EXERCISE OBJECTIVE
Using the records below, transcribe word for word the stretch from the line that contains "let in_other = cx.in_other" through the line that contains "assert!(c.contains(Point::new(4, 0, 10)));", both end lines included, and nothing else.

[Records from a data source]
-- Opening Marker --

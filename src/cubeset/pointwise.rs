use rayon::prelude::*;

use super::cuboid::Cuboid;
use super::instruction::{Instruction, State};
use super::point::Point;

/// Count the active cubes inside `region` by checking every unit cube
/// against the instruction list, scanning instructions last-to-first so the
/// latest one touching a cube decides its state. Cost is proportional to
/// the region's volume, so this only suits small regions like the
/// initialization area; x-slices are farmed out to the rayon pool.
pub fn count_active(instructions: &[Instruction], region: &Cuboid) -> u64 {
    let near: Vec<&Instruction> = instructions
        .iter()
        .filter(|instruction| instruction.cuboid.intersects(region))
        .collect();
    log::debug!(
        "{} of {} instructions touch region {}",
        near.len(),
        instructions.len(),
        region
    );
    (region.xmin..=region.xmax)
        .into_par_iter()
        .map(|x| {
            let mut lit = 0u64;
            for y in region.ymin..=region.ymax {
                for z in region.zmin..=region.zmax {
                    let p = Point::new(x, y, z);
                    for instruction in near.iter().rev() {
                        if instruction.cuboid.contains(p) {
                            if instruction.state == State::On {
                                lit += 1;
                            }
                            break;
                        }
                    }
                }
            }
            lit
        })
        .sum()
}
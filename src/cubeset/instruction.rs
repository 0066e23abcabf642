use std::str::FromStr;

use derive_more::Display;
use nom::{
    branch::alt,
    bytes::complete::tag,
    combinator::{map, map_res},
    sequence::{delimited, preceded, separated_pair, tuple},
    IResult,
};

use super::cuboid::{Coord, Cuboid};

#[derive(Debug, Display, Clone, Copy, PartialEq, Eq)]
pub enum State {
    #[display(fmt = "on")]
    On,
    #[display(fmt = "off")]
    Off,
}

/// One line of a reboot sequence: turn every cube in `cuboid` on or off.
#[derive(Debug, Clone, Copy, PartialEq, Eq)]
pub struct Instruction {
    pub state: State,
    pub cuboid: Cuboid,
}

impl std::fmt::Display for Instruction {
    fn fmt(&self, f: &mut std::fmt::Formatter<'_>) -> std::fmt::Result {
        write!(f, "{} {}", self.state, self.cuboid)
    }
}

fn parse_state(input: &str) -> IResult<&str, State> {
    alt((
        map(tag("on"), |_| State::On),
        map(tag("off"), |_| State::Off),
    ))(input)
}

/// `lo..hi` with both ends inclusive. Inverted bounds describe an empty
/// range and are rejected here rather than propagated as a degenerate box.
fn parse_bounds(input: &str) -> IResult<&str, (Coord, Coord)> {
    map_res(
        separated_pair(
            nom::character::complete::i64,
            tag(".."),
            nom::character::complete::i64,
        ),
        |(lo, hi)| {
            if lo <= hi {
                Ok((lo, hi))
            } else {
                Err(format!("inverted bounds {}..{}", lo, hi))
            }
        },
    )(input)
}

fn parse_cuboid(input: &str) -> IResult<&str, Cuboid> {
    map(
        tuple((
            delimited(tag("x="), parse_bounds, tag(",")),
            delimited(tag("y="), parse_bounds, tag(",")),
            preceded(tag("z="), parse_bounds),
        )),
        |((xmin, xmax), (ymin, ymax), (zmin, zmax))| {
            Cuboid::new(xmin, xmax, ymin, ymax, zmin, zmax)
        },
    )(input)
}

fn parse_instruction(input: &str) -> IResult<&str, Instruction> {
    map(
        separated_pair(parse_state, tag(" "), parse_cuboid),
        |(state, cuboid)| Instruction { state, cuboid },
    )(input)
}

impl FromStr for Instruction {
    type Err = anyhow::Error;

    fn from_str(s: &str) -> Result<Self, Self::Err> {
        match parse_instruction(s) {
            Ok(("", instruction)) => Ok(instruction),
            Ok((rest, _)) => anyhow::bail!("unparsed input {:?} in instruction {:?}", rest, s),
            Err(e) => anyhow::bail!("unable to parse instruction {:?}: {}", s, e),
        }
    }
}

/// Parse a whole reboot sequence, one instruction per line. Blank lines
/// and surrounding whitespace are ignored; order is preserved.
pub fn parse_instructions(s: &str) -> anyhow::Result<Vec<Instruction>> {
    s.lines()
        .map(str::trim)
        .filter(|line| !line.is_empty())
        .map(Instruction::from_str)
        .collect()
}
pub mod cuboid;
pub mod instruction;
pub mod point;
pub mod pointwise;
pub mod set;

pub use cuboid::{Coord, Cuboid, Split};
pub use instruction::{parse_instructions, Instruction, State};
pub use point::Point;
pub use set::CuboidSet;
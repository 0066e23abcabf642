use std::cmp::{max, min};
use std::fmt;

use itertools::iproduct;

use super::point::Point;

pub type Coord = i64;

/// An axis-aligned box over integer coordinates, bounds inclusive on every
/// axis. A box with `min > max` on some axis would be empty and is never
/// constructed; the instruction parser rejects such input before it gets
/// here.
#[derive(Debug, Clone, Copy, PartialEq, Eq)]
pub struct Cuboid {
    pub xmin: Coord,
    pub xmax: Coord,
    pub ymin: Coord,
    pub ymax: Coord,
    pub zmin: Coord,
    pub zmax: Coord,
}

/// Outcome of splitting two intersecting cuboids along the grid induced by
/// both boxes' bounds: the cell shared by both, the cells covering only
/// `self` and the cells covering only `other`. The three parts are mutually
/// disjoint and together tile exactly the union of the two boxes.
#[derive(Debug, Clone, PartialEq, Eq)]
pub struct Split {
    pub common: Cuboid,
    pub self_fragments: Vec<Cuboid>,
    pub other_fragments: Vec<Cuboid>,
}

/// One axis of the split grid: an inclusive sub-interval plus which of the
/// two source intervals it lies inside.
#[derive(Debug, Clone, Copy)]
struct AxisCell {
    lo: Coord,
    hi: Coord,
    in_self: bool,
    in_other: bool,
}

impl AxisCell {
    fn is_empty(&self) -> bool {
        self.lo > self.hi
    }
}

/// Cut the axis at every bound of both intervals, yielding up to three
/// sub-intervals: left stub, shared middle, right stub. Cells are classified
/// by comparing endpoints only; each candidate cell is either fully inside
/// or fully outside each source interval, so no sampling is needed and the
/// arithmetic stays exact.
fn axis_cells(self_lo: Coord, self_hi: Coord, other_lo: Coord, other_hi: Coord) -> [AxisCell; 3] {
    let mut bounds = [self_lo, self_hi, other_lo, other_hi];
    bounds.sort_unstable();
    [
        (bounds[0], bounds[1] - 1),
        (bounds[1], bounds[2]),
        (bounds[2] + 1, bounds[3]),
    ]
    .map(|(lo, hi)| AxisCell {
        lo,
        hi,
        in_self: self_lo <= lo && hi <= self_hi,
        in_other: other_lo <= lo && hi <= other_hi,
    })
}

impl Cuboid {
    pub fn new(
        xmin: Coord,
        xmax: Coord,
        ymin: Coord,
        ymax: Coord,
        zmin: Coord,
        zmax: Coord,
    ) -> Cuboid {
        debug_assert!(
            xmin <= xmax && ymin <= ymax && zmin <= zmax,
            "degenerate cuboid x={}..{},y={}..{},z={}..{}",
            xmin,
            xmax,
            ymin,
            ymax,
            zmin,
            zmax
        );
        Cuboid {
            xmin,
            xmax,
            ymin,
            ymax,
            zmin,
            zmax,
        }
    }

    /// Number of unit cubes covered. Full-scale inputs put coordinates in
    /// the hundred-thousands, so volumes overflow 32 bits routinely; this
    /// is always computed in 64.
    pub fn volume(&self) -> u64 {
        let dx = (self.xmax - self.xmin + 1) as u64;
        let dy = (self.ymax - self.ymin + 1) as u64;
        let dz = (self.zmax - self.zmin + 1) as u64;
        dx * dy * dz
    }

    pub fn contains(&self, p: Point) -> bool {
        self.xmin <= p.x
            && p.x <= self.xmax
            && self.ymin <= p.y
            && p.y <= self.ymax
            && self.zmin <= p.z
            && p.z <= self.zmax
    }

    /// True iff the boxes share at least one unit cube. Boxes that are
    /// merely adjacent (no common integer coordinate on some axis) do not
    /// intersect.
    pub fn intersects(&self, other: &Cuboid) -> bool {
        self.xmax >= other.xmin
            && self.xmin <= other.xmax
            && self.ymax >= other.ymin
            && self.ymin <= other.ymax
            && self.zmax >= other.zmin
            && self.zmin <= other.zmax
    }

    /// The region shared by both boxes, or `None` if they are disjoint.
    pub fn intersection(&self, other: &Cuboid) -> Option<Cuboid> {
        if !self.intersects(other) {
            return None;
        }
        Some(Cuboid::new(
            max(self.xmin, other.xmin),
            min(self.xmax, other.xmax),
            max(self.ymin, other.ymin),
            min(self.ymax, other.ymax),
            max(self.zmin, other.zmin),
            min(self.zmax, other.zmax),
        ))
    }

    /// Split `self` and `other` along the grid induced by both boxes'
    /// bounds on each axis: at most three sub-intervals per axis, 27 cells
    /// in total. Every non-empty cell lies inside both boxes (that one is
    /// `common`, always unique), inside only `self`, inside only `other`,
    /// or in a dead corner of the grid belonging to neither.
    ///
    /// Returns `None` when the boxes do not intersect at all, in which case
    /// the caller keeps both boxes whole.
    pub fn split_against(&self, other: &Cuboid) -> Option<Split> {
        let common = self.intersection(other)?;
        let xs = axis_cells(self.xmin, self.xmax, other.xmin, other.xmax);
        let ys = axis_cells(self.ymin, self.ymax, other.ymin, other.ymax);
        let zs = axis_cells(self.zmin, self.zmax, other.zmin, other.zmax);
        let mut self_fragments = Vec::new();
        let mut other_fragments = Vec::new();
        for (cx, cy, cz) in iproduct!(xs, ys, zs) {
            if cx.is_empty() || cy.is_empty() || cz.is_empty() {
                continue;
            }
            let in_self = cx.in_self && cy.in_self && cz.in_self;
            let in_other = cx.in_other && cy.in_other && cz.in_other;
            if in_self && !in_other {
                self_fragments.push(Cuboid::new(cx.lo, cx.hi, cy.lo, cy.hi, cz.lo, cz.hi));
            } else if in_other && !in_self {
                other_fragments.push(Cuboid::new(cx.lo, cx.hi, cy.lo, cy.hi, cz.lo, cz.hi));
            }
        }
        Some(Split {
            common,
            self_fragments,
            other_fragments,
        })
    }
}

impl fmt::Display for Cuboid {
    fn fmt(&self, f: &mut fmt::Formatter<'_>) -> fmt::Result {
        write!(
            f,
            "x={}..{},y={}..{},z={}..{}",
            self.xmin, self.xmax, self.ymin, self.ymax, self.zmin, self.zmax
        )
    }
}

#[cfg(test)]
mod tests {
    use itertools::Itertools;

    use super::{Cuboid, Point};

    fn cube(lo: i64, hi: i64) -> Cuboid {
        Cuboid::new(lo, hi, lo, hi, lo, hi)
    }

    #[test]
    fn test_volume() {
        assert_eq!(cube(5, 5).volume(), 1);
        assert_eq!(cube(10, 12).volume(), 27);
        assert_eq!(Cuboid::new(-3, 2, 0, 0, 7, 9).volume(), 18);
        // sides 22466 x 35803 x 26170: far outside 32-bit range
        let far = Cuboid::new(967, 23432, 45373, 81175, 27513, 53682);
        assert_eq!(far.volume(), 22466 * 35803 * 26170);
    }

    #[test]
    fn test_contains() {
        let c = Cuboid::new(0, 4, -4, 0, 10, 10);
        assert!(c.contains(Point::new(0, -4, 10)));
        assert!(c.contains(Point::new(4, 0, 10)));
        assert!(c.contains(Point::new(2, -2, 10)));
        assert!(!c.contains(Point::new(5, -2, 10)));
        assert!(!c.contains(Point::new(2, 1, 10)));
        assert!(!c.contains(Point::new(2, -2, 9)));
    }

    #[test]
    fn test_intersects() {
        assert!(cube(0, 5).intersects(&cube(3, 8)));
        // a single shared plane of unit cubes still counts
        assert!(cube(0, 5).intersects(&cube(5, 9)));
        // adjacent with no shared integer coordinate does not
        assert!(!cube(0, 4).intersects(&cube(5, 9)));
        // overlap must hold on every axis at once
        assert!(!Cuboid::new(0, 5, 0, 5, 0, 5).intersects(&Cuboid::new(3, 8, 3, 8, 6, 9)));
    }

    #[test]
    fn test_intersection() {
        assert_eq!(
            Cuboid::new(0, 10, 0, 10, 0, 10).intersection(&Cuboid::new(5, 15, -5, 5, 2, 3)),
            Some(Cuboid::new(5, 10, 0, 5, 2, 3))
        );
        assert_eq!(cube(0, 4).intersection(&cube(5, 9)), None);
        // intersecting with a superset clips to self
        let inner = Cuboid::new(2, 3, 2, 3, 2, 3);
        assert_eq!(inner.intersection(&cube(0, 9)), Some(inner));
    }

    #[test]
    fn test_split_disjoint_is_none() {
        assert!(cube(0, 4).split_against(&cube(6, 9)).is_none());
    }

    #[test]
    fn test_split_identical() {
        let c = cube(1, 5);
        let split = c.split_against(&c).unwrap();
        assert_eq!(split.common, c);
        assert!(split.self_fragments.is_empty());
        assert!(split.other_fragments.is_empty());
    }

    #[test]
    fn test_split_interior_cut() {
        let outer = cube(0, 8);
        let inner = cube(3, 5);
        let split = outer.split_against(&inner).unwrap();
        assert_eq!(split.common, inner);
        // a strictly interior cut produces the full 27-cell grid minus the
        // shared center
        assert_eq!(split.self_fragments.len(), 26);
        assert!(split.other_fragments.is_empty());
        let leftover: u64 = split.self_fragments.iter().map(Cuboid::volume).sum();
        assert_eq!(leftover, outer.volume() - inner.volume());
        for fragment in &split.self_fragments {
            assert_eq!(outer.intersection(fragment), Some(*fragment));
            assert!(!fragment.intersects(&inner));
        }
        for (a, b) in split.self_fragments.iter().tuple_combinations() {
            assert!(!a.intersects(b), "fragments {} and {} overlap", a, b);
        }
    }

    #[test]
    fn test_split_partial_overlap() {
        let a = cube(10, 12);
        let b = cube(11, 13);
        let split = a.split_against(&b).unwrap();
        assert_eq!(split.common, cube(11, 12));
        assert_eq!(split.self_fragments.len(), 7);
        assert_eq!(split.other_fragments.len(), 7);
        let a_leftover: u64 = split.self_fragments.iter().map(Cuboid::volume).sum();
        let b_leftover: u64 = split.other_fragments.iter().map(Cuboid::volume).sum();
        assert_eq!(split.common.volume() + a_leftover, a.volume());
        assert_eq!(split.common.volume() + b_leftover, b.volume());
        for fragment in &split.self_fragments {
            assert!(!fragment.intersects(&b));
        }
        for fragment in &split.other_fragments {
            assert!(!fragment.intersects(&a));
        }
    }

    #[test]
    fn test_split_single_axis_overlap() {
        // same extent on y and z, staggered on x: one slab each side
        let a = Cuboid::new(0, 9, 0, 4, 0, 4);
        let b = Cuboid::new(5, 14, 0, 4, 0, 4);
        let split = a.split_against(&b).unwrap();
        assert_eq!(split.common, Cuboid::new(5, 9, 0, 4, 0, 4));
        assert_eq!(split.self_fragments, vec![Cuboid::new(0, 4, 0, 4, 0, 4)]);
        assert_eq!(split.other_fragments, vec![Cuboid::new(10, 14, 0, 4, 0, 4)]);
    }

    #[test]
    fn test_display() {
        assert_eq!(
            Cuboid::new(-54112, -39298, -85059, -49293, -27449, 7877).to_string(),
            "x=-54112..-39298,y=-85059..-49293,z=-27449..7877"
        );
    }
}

-- Closing Marker --

FINISHED EXERCISE
            let in_other = cx.in_other && cy.in_other && cz.in_other;
            if in_self && !in_other {
                self_fragments.push(Cuboid::new(cx.lo, cx.hi, cy.lo, cy.hi, cz.lo, cz.hi));
            } else if in_other && !in_self {
                other_fragments.push(Cuboid::new(cx.lo, cx.hi, cy.lo, cy.hi, cz.lo, cz.hi));
            }
        }
        Some(Split {
            common,
            self_fragments,
            other_fragments,
        })
    }
}

impl fmt::Display for Cuboid {
    fn fmt(&self, f: &mut fmt::Formatter<'_>) -> fmt::Result {
        write!(
            f,
            "x={}..{},y={}..{},z={}..{}",
            self.xmin, self.xmax, self.ymin, self.ymax, self.zmin, self.zmax
        )
    }
}

#[cfg(test)]
mod tests {
    use itertools::Itertools;

    use super::{Cuboid, Point};

    fn cube(lo: i64, hi: i64) -> Cuboid {
        Cuboid::new(lo, hi, lo, hi, lo, hi)
    }

    #[test]
    fn test_volume() {
        assert_eq!(cube(5, 5).volume(), 1);
        assert_eq!(cube(10, 12).volume(), 27);
        assert_eq!(Cuboid::new(-3, 2, 0, 0, 7, 9).volume(), 18);
        // sides 22466 x 35803 x 26170: far outside 32-bit range
        let far = Cuboid::new(967, 23432, 45373, 81175, 27513, 53682);
        assert_eq!(far.volume(), 22466 * 35803 * 26170);
    }

    #[test]
    fn test_contains() {
        let c = Cuboid::new(0, 4, -4, 0, 10, 10);
        assert!(c.contains(Point::new(0, -4, 10)));
        assert!(c.contains(Point::new(4, 0, 10)));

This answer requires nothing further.